Alexander McQueen, Quarantine, and Invisibility

Artists Cassi Namoda, Antonia Showering, and Khari Turner explore their contributions to Whitechapel Gallery's Art Icon online charity auction.

Artists Cassi Namoda, Antonia Showering, and Khari Turner explore their contributions to Whitechapel Gallery's Art Icon online charity auction.

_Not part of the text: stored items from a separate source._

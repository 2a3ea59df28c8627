//! Error types for the Turnstile rate limiter.

use thiserror::Error;

use crate::store::StoreError;

/// Main error type for Turnstile operations outside the check path.
#[derive(Error, Debug)]
pub enum TurnstileError {
    /// Configuration-related errors
    #[error("Configuration error: {0}")]
    Config(String),

    /// Record store errors
    #[error("Store error: {0}")]
    Store(#[from] StoreError),

    /// I/O errors
    #[error("I/O error: {0}")]
    Io(#[from] std::io::Error),
}

impl From<config::ConfigError> for TurnstileError {
    fn from(e: config::ConfigError) -> Self {
        TurnstileError::Config(e.to_string())
    }
}

/// Result type alias for Turnstile operations.
pub type Result<T> = std::result::Result<T, TurnstileError>;

/// The single error a caller of a rate limit check has to handle.
///
/// Denials carry `retry_after_seconds` so the caller can tell the end user
/// how long to back off. Store outages on fail-closed scopes carry no hint.
#[derive(Error, Debug, Clone, PartialEq, Eq)]
#[error("{message}")]
pub struct RateLimitError {
    /// Human-readable message, safe to show to end users
    pub message: String,
    /// Seconds the caller should wait before retrying, when known
    pub retry_after_seconds: Option<u64>,
}

impl RateLimitError {
    /// The bucket is empty or a lockout is in effect.
    pub fn exhausted(retry_after_seconds: u64) -> Self {
        Self {
            message: format!(
                "Too many attempts. Please try again in {} seconds.",
                retry_after_seconds
            ),
            retry_after_seconds: Some(retry_after_seconds),
        }
    }

    /// The check itself could not be completed.
    pub fn unavailable() -> Self {
        Self {
            message: "Verification failed. Please try again later.".to_string(),
            retry_after_seconds: None,
        }
    }
}
//! Configuration management for Turnstile.

use serde::{Deserialize, Serialize};
use std::path::{Path, PathBuf};
use std::time::Duration;

use crate::error::{Result, TurnstileError};
use crate::ratelimit::{PenaltyPolicy, RuleSet};
use crate::store::DEFAULT_NAMESPACE;

/// Prefix for environment variable overrides, e.g. `TURNSTILE__STORE__PATH`.
pub const ENV_PREFIX: &str = "TURNSTILE";

/// Longest base penalty accepted from configuration (one day).
const MAX_BASE_PENALTY_SECS: u64 = 86_400;
/// Largest doubling exponent accepted from configuration.
const MAX_CONFIGURED_EXPONENT: u32 = 20;

/// Main configuration for Turnstile.
#[derive(Debug, Clone, Default, Serialize, Deserialize)]
pub struct TurnstileConfig {
    /// Per-scope limits and per-action overrides
    #[serde(default)]
    pub limits: RuleSet,

    /// Lockout escalation
    #[serde(default)]
    pub penalty: PenaltyPolicy,

    /// Record store configuration
    #[serde(default)]
    pub store: StoreConfig,

    /// Logging configuration
    #[serde(default)]
    pub logging: LoggingConfig,
}

/// Record store configuration.
#[derive(Debug, Clone, Serialize, Deserialize)]
pub struct StoreConfig {
    /// Snapshot file used by the file-backed store
    #[serde(default = "default_store_path")]
    pub path: PathBuf,

    /// Namespace separating rate limit records from other data
    #[serde(default = "default_namespace")]
    pub namespace: String,

    /// Bound on a single store transaction, in milliseconds
    #[serde(default = "default_timeout_ms")]
    pub timeout_ms: u64,
}

impl Default for StoreConfig {
    fn default() -> Self {
        Self {
            path: default_store_path(),
            namespace: default_namespace(),
            timeout_ms: default_timeout_ms(),
        }
    }
}

impl StoreConfig {
    /// Transaction timeout as a duration.
    pub fn timeout(&self) -> Duration {
        Duration::from_millis(self.timeout_ms)
    }
}

fn default_store_path() -> PathBuf {
    PathBuf::from("turnstile-store.json")
}

fn default_namespace() -> String {
    DEFAULT_NAMESPACE.to_string()
}

fn default_timeout_ms() -> u64 {
    5000
}

/// Logging configuration.
#[derive(Debug, Clone, Serialize, Deserialize)]
pub struct LoggingConfig {
    /// Filter used when `RUST_LOG` is not set
    #[serde(default = "default_log_level")]
    pub level: String,

    /// Emit JSON lines instead of human-readable output
    #[serde(default)]
    pub json: bool,
}

impl Default for LoggingConfig {
    fn default() -> Self {
        Self {
            level: default_log_level(),
            json: false,
        }
    }
}

fn default_log_level() -> String {
    "info".to_string()
}

impl TurnstileConfig {
    /// Load configuration from a YAML file path.
    pub fn from_file(path: &str) -> Result<Self> {
        let contents = std::fs::read_to_string(path)?;
        Self::from_yaml(&contents)
    }

    /// Load configuration from a YAML string.
    pub fn from_yaml(yaml: &str) -> Result<Self> {
        let config: TurnstileConfig =
            serde_yaml::from_str(yaml).map_err(|e| TurnstileError::Config(e.to_string()))?;
        config.validate()?;
        Ok(config)
    }

    /// Layer an optional configuration file and `TURNSTILE__*` environment
    /// variables over the built-in defaults.
    pub fn load(path: Option<&Path>) -> Result<Self> {
        let mut builder = config::Config::builder();
        if let Some(path) = path {
            builder = builder.add_source(config::File::from(path).required(true));
        }

        let config: TurnstileConfig = builder
            .add_source(
                config::Environment::with_prefix(ENV_PREFIX)
                    .separator("__")
                    .try_parsing(true),
            )
            .build()?
            .try_deserialize()?;
        config.validate()?;
        Ok(config)
    }

    /// Check the configuration for values the limiter cannot work with.
    pub fn validate(&self) -> Result<()> {
        self.limits.validate()?;

        if self.penalty.base_secs == 0 || self.penalty.base_secs > MAX_BASE_PENALTY_SECS {
            return Err(TurnstileError::Config(format!(
                "penalty.base_secs must be between 1 and {}",
                MAX_BASE_PENALTY_SECS
            )));
        }
        if self.penalty.max_exponent > MAX_CONFIGURED_EXPONENT {
            return Err(TurnstileError::Config(format!(
                "penalty.max_exponent must be at most {}",
                MAX_CONFIGURED_EXPONENT
            )));
        }
        if self.store.namespace.trim().is_empty() {
            return Err(TurnstileError::Config(
                "store.namespace must not be empty".to_string(),
            ));
        }
        if self.store.timeout_ms == 0 {
            return Err(TurnstileError::Config(
                "store.timeout_ms must be greater than zero".to_string(),
            ));
        }
        Ok(())
    }
}

#[cfg(test)]
mod tests {
    use super::*;
    use crate::ratelimit::{Limit, Scope};

    #[test]
    fn test_defaults() {
        let config = TurnstileConfig::default();
        assert!(config.validate().is_ok());
        assert_eq!(config.penalty.base_secs, 60);
        assert_eq!(config.penalty.max_exponent, 6);
        assert_eq!(config.store.namespace, "rate_limits");
        assert_eq!(config.store.timeout(), Duration::from_secs(5));
        assert_eq!(config.logging.level, "info");
        assert!(!config.logging.json);
    }

    #[test]
    fn test_parse_full_config() {
        let yaml = r#"
limits:
  identity: { max_attempts: 5, window_ms: 60000 }
  address: { max_attempts: 30, window_ms: 600000 }
  actions:
    - { scope: identity, action: verifyTotp, max_attempts: 3, window_ms: 300000 }
penalty:
  base_secs: 30
store:
  path: /var/lib/turnstile/records.json
  timeout_ms: 250
logging:
  json: true
"#;
        let config = TurnstileConfig::from_yaml(yaml).unwrap();
        assert_eq!(
            config.limits.find_limit(Scope::Identity, "verifyTotp"),
            Limit::new(3, 300_000)
        );
        assert_eq!(config.limits.device, Limit::device_default());
        assert_eq!(config.penalty.base_secs, 30);
        assert_eq!(config.penalty.max_exponent, 6);
        assert_eq!(config.store.path, PathBuf::from("/var/lib/turnstile/records.json"));
        assert_eq!(config.store.namespace, "rate_limits");
        assert_eq!(config.store.timeout(), Duration::from_millis(250));
        assert!(config.logging.json);
    }

    #[test]
    fn test_rejects_invalid_values() {
        assert!(TurnstileConfig::from_yaml("store: { timeout_ms: 0 }").is_err());
        assert!(TurnstileConfig::from_yaml("store: { namespace: '' }").is_err());
        assert!(TurnstileConfig::from_yaml("penalty: { base_secs: 0 }").is_err());
        assert!(TurnstileConfig::from_yaml("penalty: { max_exponent: 64 }").is_err());
        assert!(TurnstileConfig::from_yaml("limits: { identity: { max_attempts: 0, window_ms: 1 } }").is_err());
    }

    #[test]
    fn test_load_from_file() {
        let dir = std::env::temp_dir().join(format!("turnstile-config-{}", uuid::Uuid::new_v4()));
        std::fs::create_dir_all(&dir).unwrap();
        let path = dir.join("turnstile.yaml");
        std::fs::write(
            &path,
            "limits:\n  device:\n    max_attempts: 4\n    window_ms: 1000\npenalty:\n  max_exponent: 3\n",
        )
        .unwrap();

        let config = TurnstileConfig::load(Some(&path)).unwrap();
        assert_eq!(config.limits.device, Limit::new(4, 1000));
        assert_eq!(config.penalty.max_exponent, 3);
        assert_eq!(config.penalty.base_secs, 60);

        let _ = std::fs::remove_dir_all(&dir);
    }

    #[test]
    fn test_load_missing_file_fails() {
        let path = std::env::temp_dir().join(format!("turnstile-missing-{}.yaml", uuid::Uuid::new_v4()));
        assert!(TurnstileConfig::load(Some(&path)).is_err());
    }
}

Antonia Showering, Who do you follow?, 2021. Oil on linen. 51 x 41 x 2 cm (20.08 x 16.14 x 0.8 in). Signed and dated on the reverse. Donation courtesy of the artist. Photography courtesy of the artist.

 

Since 2014, Whitechapel Gallery’s Art Icon gala and auction has raised funds for educational and community programming—and over the years, the funds have supported tens of thousands of children, students, and families. For its latest iteration, Whitechapel Gallery has teamed up with Phillips to auction eleven contemporary artworks by leading artists such as Jadé Fadojutimi, Ilse D'Hollander, Donna Huanca, Rachel Jones, Wonder Buhle Mbambo, Cassi Namoda, Ernesto Neto, Yinka Shonibare CBE, Antonia Showering, Khari Turner, and Flora Yukhnovich.

To coincide with the online auction, we spoke with some of the artists—Cassi Namoda, Antonia Showering, Khari Turner—to learn more about the works they are contributing. Read on to learn more about the artworks, their makers, and the ideas, themes, and visions that inspired them, from Alexander McQueen to invisibility, from quarantine to non-platonic love.

 


Cassi Namoda

Cassi Namoda, Princess Elizabeth Bagaya of Toro, 2021. Oil on cotton poly. 100.3 x 81.3 cm (40 x 32 x 2 in). Signed. Donation courtesy of the Artist and Goodman Gallery. Photography by Jenny Gorman.

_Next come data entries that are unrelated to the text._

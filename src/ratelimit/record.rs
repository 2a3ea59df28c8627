//! Persisted per-key bucket state.

use chrono::{DateTime, Utc};
use serde::{Deserialize, Serialize};

/// Token bucket state for one `(scope, id, action)` key.
#[derive(Debug, Clone, PartialEq, Serialize, Deserialize)]
#[serde(rename_all = "camelCase")]
pub struct RateLimitRecord {
    /// Remaining capacity, `0 <= tokens <= capacity`
    pub tokens: f64,
    /// Maximum tokens for this record
    pub capacity: u32,
    /// Tokens accrued per millisecond
    #[serde(rename = "refillRatePerTimeUnit")]
    pub refill_rate: f64,
    /// Last time tokens were computed or consumed
    pub last_refill: DateTime<Utc>,
    /// Nominal end of the current window
    pub reset_at: DateTime<Utc>,
    /// Consecutive times the bucket was found empty
    #[serde(default)]
    pub fail_count: u32,
    /// End of the active lockout, if any
    #[serde(default)]
    pub blocked_until: Option<DateTime<Utc>>,
    /// Cumulative admitted attempts
    #[serde(default)]
    pub count: u64,
    /// Time of the last check against this record
    #[serde(default)]
    pub last_attempt: Option<DateTime<Utc>>,
}

impl RateLimitRecord {
    /// Whether a lockout is in effect at `now`.
    pub fn is_blocked(&self, now: DateTime<Utc>) -> bool {
        self.blocked_until.map_or(false, |until| until > now)
    }
}
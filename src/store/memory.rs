//! In-process record store.

use async_trait::async_trait;
use dashmap::mapref::entry::Entry;
use dashmap::DashMap;
use tracing::trace;

use super::{Mutation, RecordStore, StoreError, Transition};
use crate::ratelimit::RateLimitRecord;

/// Record store held in a sharded concurrent map.
///
/// A transaction holds the shard lock for its key while the body runs, so
/// transactions on one key are serialized and never retried.
#[derive(Debug, Default)]
pub struct MemoryStore {
    records: DashMap<String, RateLimitRecord>,
}

impl MemoryStore {
    /// Create an empty store.
    pub fn new() -> Self {
        Self::default()
    }

    /// Number of stored records.
    pub fn len(&self) -> usize {
        self.records.len()
    }

    /// Whether the store holds no records.
    pub fn is_empty(&self) -> bool {
        self.records.is_empty()
    }

    /// Remove every record.
    pub fn clear(&self) {
        self.records.clear();
    }
}

#[async_trait]
impl RecordStore for MemoryStore {
    async fn get(&self, key: &str) -> Result<Option<RateLimitRecord>, StoreError> {
        Ok(self.records.get(key).map(|r| r.value().clone()))
    }

    async fn run_transaction<T, F>(&self, key: &str, mut f: F) -> Result<T, StoreError>
    where
        T: Send,
        F: FnMut(Option<&RateLimitRecord>) -> Transition<T> + Send,
    {
        let value = match self.records.entry(key.to_string()) {
            Entry::Occupied(mut entry) => {
                let Transition { mutation, value } = f(Some(entry.get()));
                match mutation {
                    Mutation::Put(record) => {
                        entry.insert(record);
                    }
                    Mutation::Delete => {
                        entry.remove();
                    }
                    Mutation::Keep => {}
                }
                value
            }
            Entry::Vacant(entry) => {
                let Transition { mutation, value } = f(None);
                if let Mutation::Put(record) = mutation {
                    entry.insert(record);
                }
                value
            }
        };

        trace!(key = %key, "Committed in-memory transaction");
        Ok(value)
    }
}

#[cfg(test)]
mod tests {
    use super::*;
    use chrono::Utc;
    use std::sync::Arc;

    fn record(tokens: f64) -> RateLimitRecord {
        let now = Utc::now();
        RateLimitRecord {
            tokens,
            capacity: 5,
            refill_rate: 0.0,
            last_refill: now,
            reset_at: now,
            fail_count: 0,
            blocked_until: None,
            count: 0,
            last_attempt: None,
        }
    }

    #[tokio::test]
    async fn test_put_get_delete() {
        let store = MemoryStore::new();
        assert!(store.get("k").await.unwrap().is_none());

        let seen = store
            .run_transaction("k", |current| Transition::put(record(3.0), current.is_some()))
            .await
            .unwrap();
        assert!(!seen);
        assert_eq!(store.get("k").await.unwrap().unwrap().tokens, 3.0);

        let seen = store
            .run_transaction("k", |current| Transition::delete(current.is_some()))
            .await
            .unwrap();
        assert!(seen);
        assert!(store.is_empty());
    }

    #[tokio::test]
    async fn test_keep_leaves_record() {
        let store = MemoryStore::new();
        store
            .run_transaction("k", |_| Transition::put(record(2.0), ()))
            .await
            .unwrap();
        store
            .run_transaction("k", |_| Transition::keep(()))
            .await
            .unwrap();
        assert_eq!(store.get("k").await.unwrap().unwrap().tokens, 2.0);
        assert_eq!(store.len(), 1);

        // Keep and Delete on a missing key are no-ops
        store.run_transaction("missing", |_| Transition::keep(())).await.unwrap();
        store.run_transaction("missing", |_| Transition::delete(())).await.unwrap();
        assert_eq!(store.len(), 1);

        store.clear();
        assert!(store.is_empty());
    }

    #[tokio::test(flavor = "multi_thread", worker_threads = 4)]
    async fn test_concurrent_transactions_serialize_per_key() {
        let store = Arc::new(MemoryStore::new());
        let mut handles = Vec::new();

        for _ in 0..50 {
            let store = store.clone();
            handles.push(tokio::spawn(async move {
                store
                    .run_transaction("shared", |current| {
                        let tokens = current.map_or(0.0, |r| r.tokens) + 1.0;
                        Transition::put(record(tokens), ())
                    })
                    .await
                    .unwrap();
            }));
        }
        for handle in handles {
            handle.await.unwrap();
        }

        assert_eq!(store.get("shared").await.unwrap().unwrap().tokens, 50.0);
    }
}
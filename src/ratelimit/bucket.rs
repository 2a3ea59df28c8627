//! Token bucket evaluation.
//!
//! Tokens accrue continuously at `capacity / window` per millisecond. Each
//! admitted check consumes one token. Finding the bucket empty starts a
//! lockout that doubles with every consecutive exhaustion, up to the
//! configured cap. The evaluation is pure: it reads a record and the clock
//! reading and returns the record to persist together with a verdict.

use chrono::{DateTime, Duration, Utc};

use super::policy::{Limit, PenaltyPolicy};
use super::record::RateLimitRecord;

/// Outcome of one check.
#[derive(Debug, Clone, Copy, PartialEq)]
pub enum Verdict {
    /// One token was consumed
    Admitted {
        /// Tokens left after this check
        remaining: f64,
    },
    /// The bucket was empty or a lockout is active
    Denied {
        /// Whole seconds until the lockout ends
        retry_after_seconds: u64,
    },
}

impl Verdict {
    /// Whether the check was admitted.
    pub fn is_admitted(&self) -> bool {
        matches!(self, Verdict::Admitted { .. })
    }
}

/// Result of evaluating a bucket.
#[derive(Debug, Clone, PartialEq)]
pub struct Evaluation {
    /// Record to persist; `None` leaves the stored record untouched
    pub update: Option<RateLimitRecord>,
    /// Admission decision
    pub verdict: Verdict,
}

/// Tokens available at `now` without consuming any.
pub fn available_tokens(record: &RateLimitRecord, now: DateTime<Utc>) -> f64 {
    let elapsed_ms = (now - record.last_refill).num_milliseconds().max(0) as f64;
    let capacity = record.capacity as f64;
    (record.tokens + elapsed_ms * record.refill_rate).min(capacity)
}

/// Evaluate one check against the stored record.
pub fn evaluate(
    current: Option<&RateLimitRecord>,
    limit: &Limit,
    penalty: &PenaltyPolicy,
    now: DateTime<Utc>,
) -> Evaluation {
    let Some(current) = current else {
        return first_attempt(limit, now);
    };

    if let Some(until) = current.blocked_until.filter(|until| *until > now) {
        return Evaluation {
            update: None,
            verdict: Verdict::Denied {
                retry_after_seconds: ceil_secs((until - now).num_milliseconds()),
            },
        };
    }

    let mut record = current.clone();
    // The caller's policy wins over whatever was stored.
    record.capacity = limit.capacity();
    record.refill_rate = limit.refill_rate();

    let available = available_tokens(&record, now);
    let now = now.max(record.last_refill);
    record.last_refill = now;
    record.last_attempt = Some(now);

    if available >= 1.0 {
        record.tokens = available - 1.0;
        record.reset_at = saturating_add(now, limit.window());
        record.fail_count = 0;
        record.blocked_until = None;
        record.count = record.count.saturating_add(1);

        let remaining = record.tokens;
        return Evaluation {
            update: Some(record),
            verdict: Verdict::Admitted { remaining },
        };
    }

    record.tokens = available.max(0.0);
    record.fail_count = record.fail_count.saturating_add(1);
    let lockout = penalty.penalty_for(record.fail_count);
    record.blocked_until = Some(saturating_add(now, lockout));

    Evaluation {
        update: Some(record),
        verdict: Verdict::Denied {
            retry_after_seconds: ceil_secs(lockout.num_milliseconds()),
        },
    }
}

fn first_attempt(limit: &Limit, now: DateTime<Utc>) -> Evaluation {
    let capacity = limit.capacity();
    let record = RateLimitRecord {
        tokens: (capacity - 1) as f64,
        capacity,
        refill_rate: limit.refill_rate(),
        last_refill: now,
        reset_at: saturating_add(now, limit.window()),
        fail_count: 0,
        blocked_until: None,
        count: 1,
        last_attempt: Some(now),
    };
    let remaining = record.tokens;
    Evaluation {
        update: Some(record),
        verdict: Verdict::Admitted { remaining },
    }
}

fn saturating_add(at: DateTime<Utc>, by: Duration) -> DateTime<Utc> {
    at.checked_add_signed(by).unwrap_or(DateTime::<Utc>::MAX_UTC)
}

fn ceil_secs(ms: i64) -> u64 {
    let ms = ms.max(0) as u64;
    (ms + 999) / 1000
}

How did you become involved with Whitechapel Gallery Art Icon?

The prestigious award will be given to artist Yinka Shonibare, who is an artist I have greatly admired for many, many years. I have deep respect for him. My representative gallery, Goodman Gallery, shared the wonderful news and kindly asked if I would like to get involved and mentioned the brilliant incentive behind it.

 

Could you tell us about your work, Princess Elizabeth Bagaya of Toro?

During the midst of the pandemic, I read Princess Elizabeth Bagaya of Toro’s autobiography. I was deeply captured by her intellect and diplomacy—not to mention her undying love for her country and her style and grace. These are the qualities I praise and admire, so when asked to take part in Vogue Italia's March 2021 issue on who inspires me, I had to pay homage to this stunning human being; her life was full of trials and she persevered.

Even in her efforts to appear as a local market woman, she still reveals a regality about her that everyone seems to notice.

Why did you choose the Alexander McQueen dress?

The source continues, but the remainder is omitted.